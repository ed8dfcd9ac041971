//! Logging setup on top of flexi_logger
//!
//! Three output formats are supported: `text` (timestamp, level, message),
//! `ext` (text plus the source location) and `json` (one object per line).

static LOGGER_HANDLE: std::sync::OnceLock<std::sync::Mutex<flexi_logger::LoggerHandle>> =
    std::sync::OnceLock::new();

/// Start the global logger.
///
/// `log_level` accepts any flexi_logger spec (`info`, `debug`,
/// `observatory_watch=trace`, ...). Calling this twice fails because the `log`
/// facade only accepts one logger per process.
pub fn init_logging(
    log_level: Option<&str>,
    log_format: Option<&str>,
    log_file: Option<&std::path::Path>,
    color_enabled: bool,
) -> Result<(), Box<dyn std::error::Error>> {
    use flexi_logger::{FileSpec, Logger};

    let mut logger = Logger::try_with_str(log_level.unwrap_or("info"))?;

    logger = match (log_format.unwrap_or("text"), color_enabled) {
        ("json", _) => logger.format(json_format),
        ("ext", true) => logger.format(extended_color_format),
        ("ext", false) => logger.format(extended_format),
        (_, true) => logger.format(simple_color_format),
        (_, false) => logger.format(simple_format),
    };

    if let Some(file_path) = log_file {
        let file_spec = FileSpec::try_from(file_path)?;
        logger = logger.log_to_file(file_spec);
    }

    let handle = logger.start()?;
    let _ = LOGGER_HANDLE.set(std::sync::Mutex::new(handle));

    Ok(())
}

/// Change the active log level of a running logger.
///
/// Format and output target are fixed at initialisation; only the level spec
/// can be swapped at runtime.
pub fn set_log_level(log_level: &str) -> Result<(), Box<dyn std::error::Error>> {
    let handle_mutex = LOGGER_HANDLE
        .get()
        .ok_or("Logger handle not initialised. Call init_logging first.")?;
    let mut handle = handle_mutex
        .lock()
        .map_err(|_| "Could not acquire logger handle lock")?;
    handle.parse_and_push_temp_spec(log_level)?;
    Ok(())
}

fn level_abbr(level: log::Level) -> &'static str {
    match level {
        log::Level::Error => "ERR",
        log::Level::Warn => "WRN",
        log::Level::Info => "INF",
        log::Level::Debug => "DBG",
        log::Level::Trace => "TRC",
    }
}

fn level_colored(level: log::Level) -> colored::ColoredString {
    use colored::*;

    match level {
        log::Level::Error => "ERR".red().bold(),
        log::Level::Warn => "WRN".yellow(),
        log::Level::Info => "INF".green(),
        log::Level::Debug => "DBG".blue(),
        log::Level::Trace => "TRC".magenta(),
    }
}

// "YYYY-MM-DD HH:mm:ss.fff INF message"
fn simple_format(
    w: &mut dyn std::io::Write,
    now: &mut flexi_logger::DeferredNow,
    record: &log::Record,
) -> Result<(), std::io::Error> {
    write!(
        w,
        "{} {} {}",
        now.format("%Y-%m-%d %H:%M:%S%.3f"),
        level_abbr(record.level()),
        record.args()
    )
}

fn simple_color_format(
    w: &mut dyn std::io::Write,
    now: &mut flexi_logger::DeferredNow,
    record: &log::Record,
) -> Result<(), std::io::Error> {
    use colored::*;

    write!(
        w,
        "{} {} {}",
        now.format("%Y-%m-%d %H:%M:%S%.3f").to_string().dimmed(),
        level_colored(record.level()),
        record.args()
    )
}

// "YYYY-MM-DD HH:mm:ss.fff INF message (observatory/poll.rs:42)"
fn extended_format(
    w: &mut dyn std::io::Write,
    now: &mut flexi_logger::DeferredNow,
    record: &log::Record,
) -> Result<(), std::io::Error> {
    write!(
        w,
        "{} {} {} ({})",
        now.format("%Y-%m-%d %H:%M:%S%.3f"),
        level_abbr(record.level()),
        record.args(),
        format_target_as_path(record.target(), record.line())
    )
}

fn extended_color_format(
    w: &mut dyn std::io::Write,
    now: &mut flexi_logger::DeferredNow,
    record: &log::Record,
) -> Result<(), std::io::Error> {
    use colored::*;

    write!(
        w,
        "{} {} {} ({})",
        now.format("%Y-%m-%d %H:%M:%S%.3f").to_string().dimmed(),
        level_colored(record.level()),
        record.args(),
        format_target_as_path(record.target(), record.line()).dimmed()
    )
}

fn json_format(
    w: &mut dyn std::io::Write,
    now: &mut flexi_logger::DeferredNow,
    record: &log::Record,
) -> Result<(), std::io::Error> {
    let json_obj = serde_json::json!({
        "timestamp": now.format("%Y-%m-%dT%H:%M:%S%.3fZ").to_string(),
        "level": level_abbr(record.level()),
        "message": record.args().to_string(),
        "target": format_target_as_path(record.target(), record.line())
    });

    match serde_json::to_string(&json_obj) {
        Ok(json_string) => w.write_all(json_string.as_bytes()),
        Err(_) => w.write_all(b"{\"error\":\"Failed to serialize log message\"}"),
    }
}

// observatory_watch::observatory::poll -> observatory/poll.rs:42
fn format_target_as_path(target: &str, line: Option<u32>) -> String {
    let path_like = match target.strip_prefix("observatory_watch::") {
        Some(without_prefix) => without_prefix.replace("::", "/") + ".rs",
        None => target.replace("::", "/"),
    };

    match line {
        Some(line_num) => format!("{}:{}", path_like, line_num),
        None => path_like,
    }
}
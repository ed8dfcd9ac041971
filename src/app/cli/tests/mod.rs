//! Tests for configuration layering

==

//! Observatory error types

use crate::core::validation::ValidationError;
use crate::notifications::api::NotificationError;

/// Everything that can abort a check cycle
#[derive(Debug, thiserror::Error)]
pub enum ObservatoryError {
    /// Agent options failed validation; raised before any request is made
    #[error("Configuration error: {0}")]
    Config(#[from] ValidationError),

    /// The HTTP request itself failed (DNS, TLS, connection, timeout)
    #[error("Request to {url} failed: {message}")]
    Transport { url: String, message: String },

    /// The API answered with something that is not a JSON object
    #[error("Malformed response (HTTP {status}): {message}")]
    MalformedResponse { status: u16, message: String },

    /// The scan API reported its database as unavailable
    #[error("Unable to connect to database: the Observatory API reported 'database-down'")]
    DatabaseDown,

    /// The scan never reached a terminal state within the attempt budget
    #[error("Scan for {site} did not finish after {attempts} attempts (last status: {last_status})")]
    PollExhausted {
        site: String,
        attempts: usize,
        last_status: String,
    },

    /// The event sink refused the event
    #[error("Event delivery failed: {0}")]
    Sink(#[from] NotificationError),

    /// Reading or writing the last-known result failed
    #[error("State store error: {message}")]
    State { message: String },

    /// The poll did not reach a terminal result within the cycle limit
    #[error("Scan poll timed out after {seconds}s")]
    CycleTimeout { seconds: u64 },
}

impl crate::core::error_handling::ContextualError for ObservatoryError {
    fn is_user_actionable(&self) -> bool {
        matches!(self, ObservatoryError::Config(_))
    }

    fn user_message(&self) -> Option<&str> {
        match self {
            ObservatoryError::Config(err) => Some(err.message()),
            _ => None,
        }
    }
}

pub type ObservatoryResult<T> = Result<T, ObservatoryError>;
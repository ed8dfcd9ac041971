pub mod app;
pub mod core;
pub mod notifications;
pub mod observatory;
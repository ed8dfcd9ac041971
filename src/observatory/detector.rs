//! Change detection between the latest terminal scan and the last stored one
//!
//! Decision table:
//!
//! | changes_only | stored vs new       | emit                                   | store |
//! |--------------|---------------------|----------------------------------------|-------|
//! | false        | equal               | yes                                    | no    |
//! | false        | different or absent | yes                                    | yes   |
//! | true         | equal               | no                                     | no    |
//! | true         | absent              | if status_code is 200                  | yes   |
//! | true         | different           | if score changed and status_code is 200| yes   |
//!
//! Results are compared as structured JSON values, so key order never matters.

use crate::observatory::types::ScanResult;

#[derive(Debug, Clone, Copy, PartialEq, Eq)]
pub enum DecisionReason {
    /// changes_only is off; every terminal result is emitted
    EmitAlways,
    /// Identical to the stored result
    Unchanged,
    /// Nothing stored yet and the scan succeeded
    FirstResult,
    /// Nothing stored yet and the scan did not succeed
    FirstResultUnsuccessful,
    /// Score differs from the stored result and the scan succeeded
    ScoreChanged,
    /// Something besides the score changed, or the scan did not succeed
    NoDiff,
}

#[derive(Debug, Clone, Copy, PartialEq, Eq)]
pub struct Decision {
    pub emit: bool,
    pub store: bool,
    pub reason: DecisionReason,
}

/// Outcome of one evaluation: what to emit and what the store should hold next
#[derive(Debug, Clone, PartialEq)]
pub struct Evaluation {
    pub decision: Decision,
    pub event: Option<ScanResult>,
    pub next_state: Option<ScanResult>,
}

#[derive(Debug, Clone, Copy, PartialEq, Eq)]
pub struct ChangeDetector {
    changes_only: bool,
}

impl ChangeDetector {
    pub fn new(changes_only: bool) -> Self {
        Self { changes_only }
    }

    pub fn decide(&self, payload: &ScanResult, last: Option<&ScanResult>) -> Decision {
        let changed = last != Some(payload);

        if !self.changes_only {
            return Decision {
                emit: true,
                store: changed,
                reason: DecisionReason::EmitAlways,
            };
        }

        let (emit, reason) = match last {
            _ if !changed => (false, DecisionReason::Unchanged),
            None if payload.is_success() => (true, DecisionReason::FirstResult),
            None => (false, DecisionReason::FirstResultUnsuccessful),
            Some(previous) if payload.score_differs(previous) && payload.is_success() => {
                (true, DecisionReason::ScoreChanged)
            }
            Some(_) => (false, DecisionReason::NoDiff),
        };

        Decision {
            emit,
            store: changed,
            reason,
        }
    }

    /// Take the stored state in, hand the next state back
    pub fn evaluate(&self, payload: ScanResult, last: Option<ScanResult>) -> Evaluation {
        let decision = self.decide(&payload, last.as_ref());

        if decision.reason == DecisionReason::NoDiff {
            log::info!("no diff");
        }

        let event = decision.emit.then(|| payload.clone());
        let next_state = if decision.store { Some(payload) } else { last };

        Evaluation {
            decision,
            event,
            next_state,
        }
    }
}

==

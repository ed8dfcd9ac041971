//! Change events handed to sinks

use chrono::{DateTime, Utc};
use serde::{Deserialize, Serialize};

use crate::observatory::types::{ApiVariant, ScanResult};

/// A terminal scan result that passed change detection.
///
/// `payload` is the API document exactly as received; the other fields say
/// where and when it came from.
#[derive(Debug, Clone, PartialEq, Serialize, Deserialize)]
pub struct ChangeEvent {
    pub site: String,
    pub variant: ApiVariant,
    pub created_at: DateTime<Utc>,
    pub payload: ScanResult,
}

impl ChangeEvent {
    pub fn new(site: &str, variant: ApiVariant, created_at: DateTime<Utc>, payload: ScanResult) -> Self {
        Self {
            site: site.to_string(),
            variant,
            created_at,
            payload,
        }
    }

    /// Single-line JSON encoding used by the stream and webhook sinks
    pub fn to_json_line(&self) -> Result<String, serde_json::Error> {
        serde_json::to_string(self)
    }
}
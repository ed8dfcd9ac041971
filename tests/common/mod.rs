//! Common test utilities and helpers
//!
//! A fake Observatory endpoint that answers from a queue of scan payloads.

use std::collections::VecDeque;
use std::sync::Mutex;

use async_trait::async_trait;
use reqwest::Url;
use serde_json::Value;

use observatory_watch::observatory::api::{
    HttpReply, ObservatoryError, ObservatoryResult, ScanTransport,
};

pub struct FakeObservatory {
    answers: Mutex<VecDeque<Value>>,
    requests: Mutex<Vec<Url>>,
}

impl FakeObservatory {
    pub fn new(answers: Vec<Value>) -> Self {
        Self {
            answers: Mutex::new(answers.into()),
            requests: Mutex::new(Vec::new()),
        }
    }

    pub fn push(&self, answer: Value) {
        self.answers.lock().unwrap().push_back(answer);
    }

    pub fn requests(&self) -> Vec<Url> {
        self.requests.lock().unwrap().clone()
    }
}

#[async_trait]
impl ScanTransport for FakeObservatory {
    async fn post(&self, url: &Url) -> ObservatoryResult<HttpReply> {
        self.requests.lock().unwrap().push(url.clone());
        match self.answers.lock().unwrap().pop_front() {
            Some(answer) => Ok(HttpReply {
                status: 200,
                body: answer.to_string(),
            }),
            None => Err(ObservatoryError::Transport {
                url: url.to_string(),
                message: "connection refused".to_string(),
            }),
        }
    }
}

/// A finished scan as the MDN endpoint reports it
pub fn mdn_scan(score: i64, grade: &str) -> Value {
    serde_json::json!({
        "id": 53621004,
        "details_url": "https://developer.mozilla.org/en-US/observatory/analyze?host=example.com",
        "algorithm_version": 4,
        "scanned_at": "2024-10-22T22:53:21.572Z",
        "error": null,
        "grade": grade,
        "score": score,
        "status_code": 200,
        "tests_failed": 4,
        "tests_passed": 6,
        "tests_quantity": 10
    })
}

THE TASK
Looking over the entries above, how many lines contain the string "static"? State the number and nothing else.

FINISHED EXERCISE
2